Read the blog- What is the latest in Artificial Intelligence

Initiatives have already been developed that capture a flow of processes, understand information, filter it and prioritize it to take it to a human decision maker. These initiatives use AI in many ways. They extract relevant information from documents applying cognitive technologies to present only the relevant and follow the flow of processes with the least relevant elements.

These initiatives are found in law firms or in the public sector to reduce the internal bureaucratic burden for Mobile App Development Services. They apply risk patterns to the entry of information, which allows the bank to detect possible fraud in real time or, in the case of direct sales, analyze the risk of an operation or the abandonment of a client in a CRM.

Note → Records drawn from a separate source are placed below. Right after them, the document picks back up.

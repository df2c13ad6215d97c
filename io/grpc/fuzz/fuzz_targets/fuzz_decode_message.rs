#![no_main]

use grpc::{ByteBuffer, HEADER_SIZE, decode_message, encode_message};
use libfuzzer_sys::fuzz_target;

const MAX_SIZE: usize = 64 * 1024;

fuzz_target!(|data: &[u8]| {
    // feed in uneven pieces to exercise partial headers and payloads
    let mut buf = ByteBuffer::new();
    let chunk_size = (data.len() / 3).max(1);

    for chunk in data.chunks(chunk_size) {
        buf.write(chunk);
        loop {
            match decode_message(&mut buf, MAX_SIZE) {
                Ok(Some(message)) => {
                    assert!(message.payload.len() <= MAX_SIZE);

                    let mut reframed = ByteBuffer::new();
                    encode_message(&message.payload, message.compressed, &mut reframed);
                    assert_eq!(reframed.len(), HEADER_SIZE + message.payload.len());
                    let again = decode_message(&mut reframed, MAX_SIZE)
                        .expect("reframed message must decode")
                        .expect("reframed message is complete");
                    assert_eq!(message, again);
                }
                Ok(None) => break,
                Err(_) => return,
            }
        }
    }
});
//! Calls every method of the `Example` service and prints the responses.

use clap::{Parser, ValueEnum};
use grpc::{CallOptions, Channel, Compression};
use server::config::Config;
use server::{ExampleClient, ExampleRequest, logging};
use std::net::SocketAddr;
use std::path::PathBuf;
use std::time::Duration;

#[derive(Clone, Copy, ValueEnum)]
enum Method {
    UnaryUnary,
    UnaryStream,
    StreamUnary,
    StreamStream,
}

#[derive(Parser)]
#[command(name = "example-client")]
#[command(about = "Example gRPC client")]
struct Args {
    /// Path to configuration file
    #[arg(long)]
    config: Option<PathBuf>,

    /// Server address; defaults to the configured listen address
    #[arg(long)]
    addr: Option<SocketAddr>,

    #[arg(long, value_enum, default_value = "unary-unary")]
    method: Method,

    /// Request value
    #[arg(long, default_value = "hello")]
    value: String,

    #[arg(long)]
    multiplier: Option<u32>,

    /// Responses requested from unary-stream, requests sent otherwise
    #[arg(long, default_value_t = 3)]
    count: u32,

    /// Call timeout in milliseconds
    #[arg(long)]
    timeout_ms: Option<u64>,

    /// "identity", "gzip", or "deflate"
    #[arg(long)]
    compression: Option<String>,
}

fn main() {
    let args = Args::parse();

    let config = match &args.config {
        Some(path) => match Config::load(path) {
            Ok(config) => config,
            Err(e) => {
                eprintln!("failed to load config: {}", e);
                std::process::exit(1);
            }
        },
        None => Config::default(),
    };

    logging::init(&config.logging);

    if let Err(e) = run(&args, config) {
        tracing::error!(error = %e, "call failed");
        std::process::exit(1);
    }
}

fn run(args: &Args, config: Config) -> Result<(), Box<dyn std::error::Error>> {
    let addr = args.addr.unwrap_or(config.listen.address);
    let client = ExampleClient::new(Channel::connect(addr, config.channel)?);

    let mut options = CallOptions::new();
    if let Some(ms) = args.timeout_ms {
        options = options.timeout(Duration::from_millis(ms));
    }
    if let Some(name) = &args.compression {
        let compression = Compression::from_name(name)
            .ok_or_else(|| format!("unknown compression {:?}", name))?;
        options = options.compression(compression);
    }

    let request = ExampleRequest {
        value: args.value.clone(),
        multiplier: args.multiplier,
        response_count: args.count,
    };
    let requests = vec![request.clone(); args.count as usize];

    let call = match args.method {
        Method::UnaryUnary => client.unary_unary(request, options),
        Method::UnaryStream => client.unary_stream(request, options),
        Method::StreamUnary => client.stream_unary(requests, options),
        Method::StreamStream => client.stream_stream(requests, options),
    };

    for response in call.messages() {
        let response = response?;
        println!("{}: {}", response.seqno, response.message);
    }
    let status = call.status();
    println!("status: {}", status);
    if !status.is_ok() {
        return Err(status.into());
    }
    Ok(())
}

These functionalities are now included as parts of a BPM, just like any other element. AI algorithms are created, published and integrated with their own life cycle; and, unlike the rest, they can self-evaluate and change their behavior autonomously. It works on the Android Application Development Company for the best possible implementation.

This is the first step. In the future, the processes themselves will be defined by expert systems and will change to adapt to the environment in which they are developed. Some lukewarm initiatives in the framework of industry 4.0 have begun to address - in a supervised way - the productive processes in the plant, proposing to the responsible (human) the changes that have to be made in a system that feeds on this experience. Contact for best results.